Defending champion Rafael Nadal has declared himself fighting fit for the rigours of a grand slam but the world number two is not certain he will be back to his best at the Australian Open next week.

sports Updated: Jan 16, 2010 13:25 IST

Defending champion Rafael Nadal has declared himself fighting fit for the rigours of a grand slam but the world number two is not certain he will be back to his best at the Australian Open next week.

Nadal, whose five-set defeat of Roger Federer in last year's final left the Swiss maestro in tears, has struggled to reach his all-conquering best since knee tendonitis forced him off the tour for two months after the French Open.

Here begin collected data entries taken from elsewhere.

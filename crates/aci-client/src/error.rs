//! ACI client errors

use crate::common::{HttpResponse, Method};
use serde_json::Value;
use std::fmt;
use thiserror::Error;

/// Body of a failed response, decoded as JSON when possible
#[derive(Debug, Clone, PartialEq)]
pub enum ResponseBody {
    Json(Value),
    Text(String),
}

impl ResponseBody {
    fn from_text(text: &str) -> Self {
        match serde_json::from_str(text) {
            Ok(value) => ResponseBody::Json(value),
            Err(_) => ResponseBody::Text(text.to_string()),
        }
    }
}

impl fmt::Display for ResponseBody {
    fn fmt(&self, f: &mut fmt::Formatter<'_>) -> fmt::Result {
        match self {
            ResponseBody::Json(value) => write!(f, "{}", value),
            ResponseBody::Text(text) => write!(f, "{}", text),
        }
    }
}

/// Context captured for a non-2xx response
#[derive(Debug, Clone)]
pub struct RequestFailure {
    pub method: Method,
    pub url: String,
    pub status: u16,
    pub reason: String,
    pub request_body: Option<Value>,
    pub response_body: ResponseBody,
}

impl fmt::Display for RequestFailure {
    fn fmt(&self, f: &mut fmt::Formatter<'_>) -> fmt::Result {
        write!(
            f,
            "{} {} failed with code {} {}: {}",
            self.method, self.url, self.status, self.reason, self.response_body
        )
    }
}

/// Errors that can occur when interacting with the API
#[derive(Debug, Error)]
pub enum AciError {
    /// Transport-level failure (connect, TLS, timeout)
    #[error("HTTP error: {0}")]
    Http(#[from] reqwest::Error),

    /// The server answered with a non-success status
    #[error("Request failed: {0}")]
    RequestFailure(Box<RequestFailure>),

    /// A create call was rejected with 409, e.g. an exhausted address pool
    #[error("Allocation conflict: {0}")]
    AllocationConflict(Box<RequestFailure>),

    /// The server answered 404
    #[error("resource not found at {url}")]
    NotFound { url: String },

    /// A success status whose body is not valid JSON
    #[error("server returned invalid (non-JSON) data from {url} (status {status}): {body}")]
    MalformedResponse { url: String, status: u16, body: String },

    /// Field absent after hydration, or the record cannot be hydrated
    #[error("object has no attribute \"{field}\"{}", url_suffix(.url.as_deref()))]
    AttributeNotFound { field: String, url: Option<String> },

    /// Missing or unparsable API version where a comparison was required
    #[error("Invalid API version: {0:?}")]
    VersionParse(String),

    /// The server returned decodable JSON of an unexpected shape
    #[error("API error: {0}")]
    Api(String),

    /// JSON serialization/deserialization error
    #[error("Serialization error: {0}")]
    Serialization(#[from] serde_json::Error),

    /// Invalid request (e.g., offset without limit)
    #[error("Invalid request: {0}")]
    InvalidRequest(String),

    /// Filter names rejected by the OpenAPI document
    #[error("Parameter validation failed: {}", .0.join("; "))]
    ParameterValidation(Vec<String>),

    /// Invalid configuration
    #[error("Invalid configuration: {0}")]
    InvalidConfig(String),
}

impl AciError {
    /// Classify a non-success response.
    pub(crate) fn from_response(
        method: Method,
        url: String,
        request_body: Option<Value>,
        response: &HttpResponse,
    ) -> Self {
        if response.status == 404 {
            return AciError::NotFound { url };
        }

        let failure = Box::new(RequestFailure {
            method,
            url,
            status: response.status,
            reason: response.reason.clone(),
            request_body,
            response_body: ResponseBody::from_text(&response.text),
        });

        if response.status == 409 && method == Method::Post {
            AciError::AllocationConflict(failure)
        } else {
            AciError::RequestFailure(failure)
        }
    }

    /// HTTP status reported by the server, if the error came from one
    pub fn status(&self) -> Option<u16> {
        match self {
            AciError::RequestFailure(failure) | AciError::AllocationConflict(failure) => {
                Some(failure.status)
            }
            AciError::NotFound { .. } => Some(404),
            AciError::MalformedResponse { status, .. } => Some(*status),
            AciError::Http(e) => e.status().map(|s| s.as_u16()),
            _ => None,
        }
    }
}

fn url_suffix(url: Option<&str>) -> String {
    url.map(|u| format!(" ({u})")).unwrap_or_default()
}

"I think I'm playing much better than what I did the last four months," the six-times grand slam champion told reporters.

"I'm ready to try to play my best tennis, I think. I don't know here."

Since returning to the tour at the Montreal Masters in August, Nadal has not won an ATP title and has looked short of his fist-pumping best, although he reached the semi-final of the U.S. Open where he was beaten by winner Juan Martin del Potro.

After crashing out with three successive losses at the ATP Tour Finals in London, Nadal said he needed time out to recharge his batteries and find some confidence.

He helped Spain to a Davis Cup victory over Czech Republic in Barcelona in December and has warmed up for the Australian Open with a win at an exhibition tournament in Abu Dhabi and reached the final at the Qatar Open where he lost to Nikolay Davydenko.

NO QUESTION MARKS

"The only way to have confidence is winning matches, and winning important matches," Nadal said.

"So I did that in Abu Dhabi, I did that in Doha. So I think now I'm really in the right way."

The Spaniard has drawn 78th-ranked Peter Luczak of Australia in the first round and could face Briton Andy Murray in the quarter-finals.

Nadal, who allowed himself scarcely a day's break after the Davis Cup ended on Dec. 6 before plunging back into training, said there were no question marks over the strength of his knees.

He also shrugged off not having outright favourite status, saying that people had been telling him he was favourite at the French Open every year before his 31-match reign was broken by Swede Robin Soderling.

"On hard court there's a lot of very good players and think being number two of the world, probably I am not the ... favourite but I am one of these ones, you know.